Which nation is right for you?



  • I’ve always been intrigued by how the powers are assigned to each player at the beginning of the game. Revised had a chart in the rulebook that explained each power’s strengths and weaknesses, but it’s not really a topic that I’ve seen much written on other than discussing which is the easiest or hardest for a new player to start with.

    One way to look at it is whether you want to be a tactician or a strategist - probably both. But which country is best for you? I’ve considered two ways to classify the powers based on their starting geographical position: “centralization” and “localization.”

    Centralization: How concentrated is your IPC production? Is it centered on a small number of higher-value territories, or is spread out?
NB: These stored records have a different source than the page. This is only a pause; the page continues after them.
//! Object shapes and their wire spellings.

use std::fmt;
use std::str::FromStr;

use serde::{Deserialize, Deserializer, Serialize, Serializer};

/// Physical shape of an object. Determines the stacking rules.
#[derive(Debug, Clone, Copy, PartialEq, Eq, PartialOrd, Ord, Hash)]
pub enum Shape {
    /// The universal base. Exactly one per state.
    Table,
    /// Has no lying orientation; holds at most one object.
    Cube,
    /// Receives objects only while standing.
    Cylinder,
    /// Donut-shaped; receives objects only while lying.
    Ring,
}

impl Shape {
    /// Canonical upper-case name used in documents and exports.
    #[must_use]
    pub const fn as_str(self) -> &'static str {
        match self {
            Self::Table => "TABLE",
            Self::Cube => "CUBE",
            Self::Cylinder => "CYLINDER",
            Self::Ring => "RING",
        }
    }

    /// Whether the shape carries a meaningful lying/standing flag.
    #[must_use]
    pub const fn has_orientation(self) -> bool {
        matches!(self, Self::Cylinder | Self::Ring)
    }
}

impl fmt::Display for Shape {
    fn fmt(&self, f: &mut fmt::Formatter<'_>) -> fmt::Result {
        f.write_str(self.as_str())
    }
}

/// An unrecognized shape name.
#[derive(Debug, Clone, PartialEq, Eq, thiserror::Error)]
#[error("unknown shape: {raw:?}")]
pub struct ParseShapeError {
    pub raw: String,
}

impl FromStr for Shape {
    type Err = ParseShapeError;

    /// Case-insensitive. Also accepts the legacy data spellings
    /// `CYLINDRE` and `DONUT_SAUCISSE`.
    fn from_str(s: &str) -> Result<Self, Self::Err> {
        match s.trim().to_ascii_uppercase().as_str() {
            "TABLE" => Ok(Self::Table),
            "CUBE" => Ok(Self::Cube),
            "CYLINDER" | "CYLINDRE" => Ok(Self::Cylinder),
            "RING" | "DONUT" | "DONUT_SAUCISSE" => Ok(Self::Ring),
            _ => Err(ParseShapeError { raw: s.to_string() }),
        }
    }
}

impl Serialize for Shape {
    fn serialize<S: Serializer>(&self, serializer: S) -> Result<S::Ok, S::Error> {
        serializer.serialize_str(self.as_str())
    }
}

impl<'de> Deserialize<'de> for Shape {
    fn deserialize<D: Deserializer<'de>>(deserializer: D) -> Result<Self, D::Error> {
        let raw = String::deserialize(deserializer)?;
        raw.parse().map_err(serde::de::Error::custom)
    }
}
    The main advantage of high centralization is that you have a high degree of strategic freedom, as you have a relatively secure base of operations and don’t necessarily need to to focus on one specific area. The disadvantage is that you have a low degree of tactical freedom because you can’t afford to lose many of your starting TTs (i.e. a power that is not centralized can adopt a “bend but not break” defensive attitude and choose what TTs to lose, while a centralized one has limited options for giving up territory).

    Localization: How geographically close are your IPC production centers?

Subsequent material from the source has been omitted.